--- START ---
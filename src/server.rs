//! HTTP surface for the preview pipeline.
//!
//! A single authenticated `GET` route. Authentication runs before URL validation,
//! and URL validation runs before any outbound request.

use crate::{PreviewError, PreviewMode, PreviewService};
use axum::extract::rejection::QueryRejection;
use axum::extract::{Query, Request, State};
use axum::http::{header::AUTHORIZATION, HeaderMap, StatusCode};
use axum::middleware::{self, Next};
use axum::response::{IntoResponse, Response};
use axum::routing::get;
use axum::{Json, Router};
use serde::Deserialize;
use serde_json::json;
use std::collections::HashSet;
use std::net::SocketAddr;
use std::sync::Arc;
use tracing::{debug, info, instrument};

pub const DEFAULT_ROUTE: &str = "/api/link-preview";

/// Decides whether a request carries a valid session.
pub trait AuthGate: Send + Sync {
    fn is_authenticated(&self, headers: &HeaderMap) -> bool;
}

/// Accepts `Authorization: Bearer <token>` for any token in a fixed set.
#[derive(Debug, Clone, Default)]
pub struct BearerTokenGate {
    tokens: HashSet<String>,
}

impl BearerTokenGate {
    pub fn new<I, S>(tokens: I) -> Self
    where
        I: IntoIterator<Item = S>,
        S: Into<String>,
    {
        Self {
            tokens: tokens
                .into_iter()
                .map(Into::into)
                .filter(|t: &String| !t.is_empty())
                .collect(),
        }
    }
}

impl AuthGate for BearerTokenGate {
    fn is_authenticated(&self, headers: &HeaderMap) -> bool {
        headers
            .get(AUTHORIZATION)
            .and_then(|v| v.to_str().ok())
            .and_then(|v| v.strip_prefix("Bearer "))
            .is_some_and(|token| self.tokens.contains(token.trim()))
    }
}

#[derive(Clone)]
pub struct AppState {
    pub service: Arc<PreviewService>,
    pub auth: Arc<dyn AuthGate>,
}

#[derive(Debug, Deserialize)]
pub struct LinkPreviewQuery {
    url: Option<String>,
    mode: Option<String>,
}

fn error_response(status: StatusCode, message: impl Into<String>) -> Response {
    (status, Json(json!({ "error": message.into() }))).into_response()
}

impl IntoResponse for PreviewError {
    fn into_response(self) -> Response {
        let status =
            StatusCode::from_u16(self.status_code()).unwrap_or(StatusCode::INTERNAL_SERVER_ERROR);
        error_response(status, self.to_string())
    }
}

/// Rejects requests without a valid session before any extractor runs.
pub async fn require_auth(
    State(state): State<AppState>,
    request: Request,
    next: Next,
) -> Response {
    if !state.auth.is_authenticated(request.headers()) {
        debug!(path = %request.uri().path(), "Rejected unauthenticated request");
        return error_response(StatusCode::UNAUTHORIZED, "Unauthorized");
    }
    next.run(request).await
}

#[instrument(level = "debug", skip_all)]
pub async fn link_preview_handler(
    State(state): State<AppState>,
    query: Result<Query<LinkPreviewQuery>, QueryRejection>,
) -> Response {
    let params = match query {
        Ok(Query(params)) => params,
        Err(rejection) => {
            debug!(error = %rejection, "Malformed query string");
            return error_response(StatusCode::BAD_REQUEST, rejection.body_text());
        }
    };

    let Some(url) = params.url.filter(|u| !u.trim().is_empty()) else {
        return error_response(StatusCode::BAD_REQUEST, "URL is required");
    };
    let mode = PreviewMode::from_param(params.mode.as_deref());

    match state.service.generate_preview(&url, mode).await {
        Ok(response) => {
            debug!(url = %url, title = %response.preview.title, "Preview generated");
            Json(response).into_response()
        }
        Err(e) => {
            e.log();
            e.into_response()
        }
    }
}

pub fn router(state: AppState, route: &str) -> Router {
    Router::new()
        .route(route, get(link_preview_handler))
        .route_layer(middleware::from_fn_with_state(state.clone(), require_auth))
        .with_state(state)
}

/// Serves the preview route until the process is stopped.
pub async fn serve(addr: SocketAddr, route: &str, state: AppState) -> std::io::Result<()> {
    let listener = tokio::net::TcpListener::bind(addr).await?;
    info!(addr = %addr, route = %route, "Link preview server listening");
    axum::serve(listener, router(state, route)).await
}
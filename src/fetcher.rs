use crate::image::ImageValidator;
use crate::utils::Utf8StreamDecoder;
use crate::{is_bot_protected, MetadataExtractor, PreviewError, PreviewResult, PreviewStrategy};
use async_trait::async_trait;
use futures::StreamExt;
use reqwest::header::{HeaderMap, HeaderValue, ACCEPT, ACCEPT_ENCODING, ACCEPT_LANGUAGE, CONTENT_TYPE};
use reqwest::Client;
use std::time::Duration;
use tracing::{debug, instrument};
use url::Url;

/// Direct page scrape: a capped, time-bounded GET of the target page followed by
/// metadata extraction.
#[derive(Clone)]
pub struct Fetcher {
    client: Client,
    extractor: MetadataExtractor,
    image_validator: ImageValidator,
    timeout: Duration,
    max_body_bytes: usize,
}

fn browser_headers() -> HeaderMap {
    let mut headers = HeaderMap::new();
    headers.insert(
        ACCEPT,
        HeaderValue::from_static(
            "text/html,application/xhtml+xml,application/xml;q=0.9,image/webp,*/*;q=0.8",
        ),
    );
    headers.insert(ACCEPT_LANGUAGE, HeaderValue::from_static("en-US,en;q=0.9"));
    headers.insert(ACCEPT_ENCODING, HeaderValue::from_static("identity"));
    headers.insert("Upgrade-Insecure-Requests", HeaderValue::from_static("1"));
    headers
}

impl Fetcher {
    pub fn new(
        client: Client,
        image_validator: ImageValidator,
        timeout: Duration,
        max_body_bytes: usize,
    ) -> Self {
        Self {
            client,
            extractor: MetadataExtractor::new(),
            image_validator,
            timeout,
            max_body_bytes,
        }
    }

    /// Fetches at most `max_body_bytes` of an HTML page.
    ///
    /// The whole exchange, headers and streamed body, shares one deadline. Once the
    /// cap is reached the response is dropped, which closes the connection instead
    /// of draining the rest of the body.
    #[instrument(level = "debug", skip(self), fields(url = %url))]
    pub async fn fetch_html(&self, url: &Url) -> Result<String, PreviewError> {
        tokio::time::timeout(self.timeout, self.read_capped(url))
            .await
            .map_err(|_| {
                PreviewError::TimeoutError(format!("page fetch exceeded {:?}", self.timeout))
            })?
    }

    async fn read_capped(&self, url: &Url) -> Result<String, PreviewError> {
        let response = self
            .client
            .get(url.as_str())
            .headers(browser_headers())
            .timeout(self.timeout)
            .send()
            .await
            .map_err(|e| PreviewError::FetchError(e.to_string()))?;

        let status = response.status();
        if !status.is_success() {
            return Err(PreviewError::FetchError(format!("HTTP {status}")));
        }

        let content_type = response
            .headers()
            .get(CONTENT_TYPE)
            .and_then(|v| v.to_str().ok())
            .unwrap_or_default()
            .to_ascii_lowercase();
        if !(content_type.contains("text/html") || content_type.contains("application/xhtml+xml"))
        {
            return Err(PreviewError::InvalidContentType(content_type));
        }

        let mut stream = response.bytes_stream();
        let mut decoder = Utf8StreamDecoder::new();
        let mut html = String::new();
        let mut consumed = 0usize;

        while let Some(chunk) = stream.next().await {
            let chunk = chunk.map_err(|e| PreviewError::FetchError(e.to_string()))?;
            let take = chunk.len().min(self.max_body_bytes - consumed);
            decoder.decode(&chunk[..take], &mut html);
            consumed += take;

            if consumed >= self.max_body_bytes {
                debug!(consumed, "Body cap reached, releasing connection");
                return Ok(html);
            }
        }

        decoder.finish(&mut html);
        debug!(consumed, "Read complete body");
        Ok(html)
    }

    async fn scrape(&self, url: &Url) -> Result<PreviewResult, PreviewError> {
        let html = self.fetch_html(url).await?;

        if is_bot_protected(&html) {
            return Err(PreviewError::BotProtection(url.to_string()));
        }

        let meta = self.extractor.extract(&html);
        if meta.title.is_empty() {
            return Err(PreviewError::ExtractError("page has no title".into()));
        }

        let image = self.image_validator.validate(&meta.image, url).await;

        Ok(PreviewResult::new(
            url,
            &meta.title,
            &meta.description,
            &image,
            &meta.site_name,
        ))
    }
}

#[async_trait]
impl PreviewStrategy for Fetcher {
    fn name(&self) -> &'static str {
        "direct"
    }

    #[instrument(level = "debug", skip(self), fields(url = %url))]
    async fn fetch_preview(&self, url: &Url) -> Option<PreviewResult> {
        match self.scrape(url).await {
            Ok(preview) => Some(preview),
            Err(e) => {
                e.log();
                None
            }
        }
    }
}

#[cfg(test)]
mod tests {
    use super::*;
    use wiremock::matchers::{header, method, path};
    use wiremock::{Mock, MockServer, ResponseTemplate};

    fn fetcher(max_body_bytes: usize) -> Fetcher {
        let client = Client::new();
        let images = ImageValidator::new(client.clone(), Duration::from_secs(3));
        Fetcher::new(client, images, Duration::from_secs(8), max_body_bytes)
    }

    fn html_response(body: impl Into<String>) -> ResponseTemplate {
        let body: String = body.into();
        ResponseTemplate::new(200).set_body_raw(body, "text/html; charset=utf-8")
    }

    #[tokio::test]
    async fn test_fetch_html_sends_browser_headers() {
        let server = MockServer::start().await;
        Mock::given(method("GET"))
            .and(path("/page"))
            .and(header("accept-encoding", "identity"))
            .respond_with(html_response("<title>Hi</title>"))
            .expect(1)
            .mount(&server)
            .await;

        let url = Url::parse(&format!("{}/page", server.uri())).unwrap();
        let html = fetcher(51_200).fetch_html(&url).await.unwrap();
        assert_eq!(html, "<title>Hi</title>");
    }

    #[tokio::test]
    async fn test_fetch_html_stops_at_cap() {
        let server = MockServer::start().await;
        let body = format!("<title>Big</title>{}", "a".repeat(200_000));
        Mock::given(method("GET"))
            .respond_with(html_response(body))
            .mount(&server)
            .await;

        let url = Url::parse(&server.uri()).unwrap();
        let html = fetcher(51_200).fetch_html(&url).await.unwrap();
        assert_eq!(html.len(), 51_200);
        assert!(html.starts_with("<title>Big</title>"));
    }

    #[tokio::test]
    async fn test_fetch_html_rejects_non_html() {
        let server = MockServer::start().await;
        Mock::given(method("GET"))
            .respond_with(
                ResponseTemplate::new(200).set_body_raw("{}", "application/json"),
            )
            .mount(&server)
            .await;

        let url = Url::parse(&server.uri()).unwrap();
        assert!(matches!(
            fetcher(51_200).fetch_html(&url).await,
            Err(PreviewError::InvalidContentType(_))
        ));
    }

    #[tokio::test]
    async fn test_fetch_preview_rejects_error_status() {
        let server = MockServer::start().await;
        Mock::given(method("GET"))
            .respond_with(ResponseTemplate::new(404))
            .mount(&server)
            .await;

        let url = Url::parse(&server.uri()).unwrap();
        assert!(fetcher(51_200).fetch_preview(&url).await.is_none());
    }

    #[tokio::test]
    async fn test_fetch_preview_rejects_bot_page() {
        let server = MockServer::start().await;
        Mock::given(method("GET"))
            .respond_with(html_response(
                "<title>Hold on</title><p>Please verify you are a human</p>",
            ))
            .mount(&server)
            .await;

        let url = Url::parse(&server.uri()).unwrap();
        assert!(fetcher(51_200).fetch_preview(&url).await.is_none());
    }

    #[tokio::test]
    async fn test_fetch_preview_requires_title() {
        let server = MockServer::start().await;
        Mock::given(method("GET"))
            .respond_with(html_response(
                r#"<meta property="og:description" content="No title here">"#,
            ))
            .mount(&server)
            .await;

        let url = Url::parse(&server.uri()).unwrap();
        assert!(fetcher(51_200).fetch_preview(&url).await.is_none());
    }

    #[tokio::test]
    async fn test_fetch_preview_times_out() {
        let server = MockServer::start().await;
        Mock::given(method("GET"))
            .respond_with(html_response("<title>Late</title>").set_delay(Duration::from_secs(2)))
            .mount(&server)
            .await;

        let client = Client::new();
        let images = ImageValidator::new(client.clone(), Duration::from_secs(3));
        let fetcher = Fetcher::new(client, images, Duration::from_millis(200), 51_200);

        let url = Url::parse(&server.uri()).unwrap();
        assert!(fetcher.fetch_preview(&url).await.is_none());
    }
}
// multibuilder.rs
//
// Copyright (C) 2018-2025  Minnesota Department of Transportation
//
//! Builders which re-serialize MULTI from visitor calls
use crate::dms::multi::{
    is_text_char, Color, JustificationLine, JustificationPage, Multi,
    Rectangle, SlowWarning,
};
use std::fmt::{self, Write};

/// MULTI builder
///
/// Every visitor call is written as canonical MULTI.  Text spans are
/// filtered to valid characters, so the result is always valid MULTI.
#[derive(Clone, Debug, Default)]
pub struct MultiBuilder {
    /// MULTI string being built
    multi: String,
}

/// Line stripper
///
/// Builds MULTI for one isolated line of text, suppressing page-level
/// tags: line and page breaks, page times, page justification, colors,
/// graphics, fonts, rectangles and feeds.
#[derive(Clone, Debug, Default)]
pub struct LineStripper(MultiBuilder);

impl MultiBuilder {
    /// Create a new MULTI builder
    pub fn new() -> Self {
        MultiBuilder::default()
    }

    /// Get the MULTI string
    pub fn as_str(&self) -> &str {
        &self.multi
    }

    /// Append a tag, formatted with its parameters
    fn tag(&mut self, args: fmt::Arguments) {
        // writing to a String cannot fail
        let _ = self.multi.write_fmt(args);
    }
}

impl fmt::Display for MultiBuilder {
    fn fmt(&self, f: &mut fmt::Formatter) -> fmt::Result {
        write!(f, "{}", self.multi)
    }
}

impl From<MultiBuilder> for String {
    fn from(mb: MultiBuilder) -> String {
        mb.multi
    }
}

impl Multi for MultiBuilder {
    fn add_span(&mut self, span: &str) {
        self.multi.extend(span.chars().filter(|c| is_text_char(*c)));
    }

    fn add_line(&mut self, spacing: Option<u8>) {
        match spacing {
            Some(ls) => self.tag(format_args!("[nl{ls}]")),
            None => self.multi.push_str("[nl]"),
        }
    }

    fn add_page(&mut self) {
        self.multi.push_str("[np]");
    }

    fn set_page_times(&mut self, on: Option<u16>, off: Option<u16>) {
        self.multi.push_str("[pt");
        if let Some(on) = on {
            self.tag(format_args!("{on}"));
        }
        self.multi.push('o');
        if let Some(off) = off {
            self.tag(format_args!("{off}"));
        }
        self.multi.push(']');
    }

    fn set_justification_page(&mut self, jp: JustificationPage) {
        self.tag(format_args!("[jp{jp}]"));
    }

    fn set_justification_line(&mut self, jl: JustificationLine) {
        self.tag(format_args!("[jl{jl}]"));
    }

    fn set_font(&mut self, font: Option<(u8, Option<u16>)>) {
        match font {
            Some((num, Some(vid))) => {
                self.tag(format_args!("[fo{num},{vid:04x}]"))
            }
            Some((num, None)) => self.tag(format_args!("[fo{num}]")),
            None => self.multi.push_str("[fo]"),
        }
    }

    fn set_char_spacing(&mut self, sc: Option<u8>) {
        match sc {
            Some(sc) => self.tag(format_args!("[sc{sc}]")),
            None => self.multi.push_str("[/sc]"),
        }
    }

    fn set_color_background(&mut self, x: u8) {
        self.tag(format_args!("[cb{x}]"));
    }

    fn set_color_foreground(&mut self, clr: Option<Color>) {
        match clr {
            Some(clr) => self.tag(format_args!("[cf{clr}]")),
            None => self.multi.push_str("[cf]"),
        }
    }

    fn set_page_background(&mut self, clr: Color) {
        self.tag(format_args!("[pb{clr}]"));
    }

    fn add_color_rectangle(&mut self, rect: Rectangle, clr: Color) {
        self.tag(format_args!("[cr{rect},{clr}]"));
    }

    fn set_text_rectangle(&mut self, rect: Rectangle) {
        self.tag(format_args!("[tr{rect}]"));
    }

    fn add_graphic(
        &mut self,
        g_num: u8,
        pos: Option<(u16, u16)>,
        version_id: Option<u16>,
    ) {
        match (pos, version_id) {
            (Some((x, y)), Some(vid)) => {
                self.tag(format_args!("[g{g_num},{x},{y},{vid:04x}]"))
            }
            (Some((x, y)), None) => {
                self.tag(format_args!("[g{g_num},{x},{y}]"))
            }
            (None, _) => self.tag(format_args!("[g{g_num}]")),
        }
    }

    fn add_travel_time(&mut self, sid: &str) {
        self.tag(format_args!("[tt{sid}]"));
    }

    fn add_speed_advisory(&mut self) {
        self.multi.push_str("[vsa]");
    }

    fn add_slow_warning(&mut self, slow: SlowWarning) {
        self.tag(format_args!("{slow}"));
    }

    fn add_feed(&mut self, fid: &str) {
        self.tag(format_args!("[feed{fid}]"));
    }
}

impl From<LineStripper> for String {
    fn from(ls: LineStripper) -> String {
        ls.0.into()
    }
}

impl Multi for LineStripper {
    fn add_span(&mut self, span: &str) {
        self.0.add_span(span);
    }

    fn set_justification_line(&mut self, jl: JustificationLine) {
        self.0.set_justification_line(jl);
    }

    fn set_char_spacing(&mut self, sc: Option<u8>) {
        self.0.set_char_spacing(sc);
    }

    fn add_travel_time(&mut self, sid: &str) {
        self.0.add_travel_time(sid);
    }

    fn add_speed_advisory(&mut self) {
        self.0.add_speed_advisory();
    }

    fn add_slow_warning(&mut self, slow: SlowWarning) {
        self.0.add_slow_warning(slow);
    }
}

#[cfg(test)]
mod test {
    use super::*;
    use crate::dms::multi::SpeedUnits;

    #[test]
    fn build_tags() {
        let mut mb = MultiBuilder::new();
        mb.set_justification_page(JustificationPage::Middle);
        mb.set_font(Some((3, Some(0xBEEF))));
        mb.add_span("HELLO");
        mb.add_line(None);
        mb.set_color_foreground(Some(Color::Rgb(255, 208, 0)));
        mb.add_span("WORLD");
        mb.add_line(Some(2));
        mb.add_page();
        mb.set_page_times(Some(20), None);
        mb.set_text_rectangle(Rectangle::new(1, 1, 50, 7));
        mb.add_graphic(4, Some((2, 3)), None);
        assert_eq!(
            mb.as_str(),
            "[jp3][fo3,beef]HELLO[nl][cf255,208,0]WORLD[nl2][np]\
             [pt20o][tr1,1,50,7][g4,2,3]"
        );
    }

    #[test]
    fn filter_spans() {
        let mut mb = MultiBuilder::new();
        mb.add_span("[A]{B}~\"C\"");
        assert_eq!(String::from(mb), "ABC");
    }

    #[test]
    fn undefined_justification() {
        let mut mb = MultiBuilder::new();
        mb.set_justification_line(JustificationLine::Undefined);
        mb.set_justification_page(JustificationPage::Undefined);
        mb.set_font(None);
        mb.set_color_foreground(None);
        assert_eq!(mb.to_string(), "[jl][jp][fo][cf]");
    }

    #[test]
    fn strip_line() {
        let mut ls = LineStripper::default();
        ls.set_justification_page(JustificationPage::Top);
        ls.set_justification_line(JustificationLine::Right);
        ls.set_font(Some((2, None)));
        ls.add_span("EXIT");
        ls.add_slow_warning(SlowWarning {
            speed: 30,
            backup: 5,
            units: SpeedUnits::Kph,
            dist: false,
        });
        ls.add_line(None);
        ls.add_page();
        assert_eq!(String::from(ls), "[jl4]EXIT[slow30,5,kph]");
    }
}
--- END ---
If the string "chunk" appears in a line of the data above, that line counts. State how many such lines there are and nothing more.

4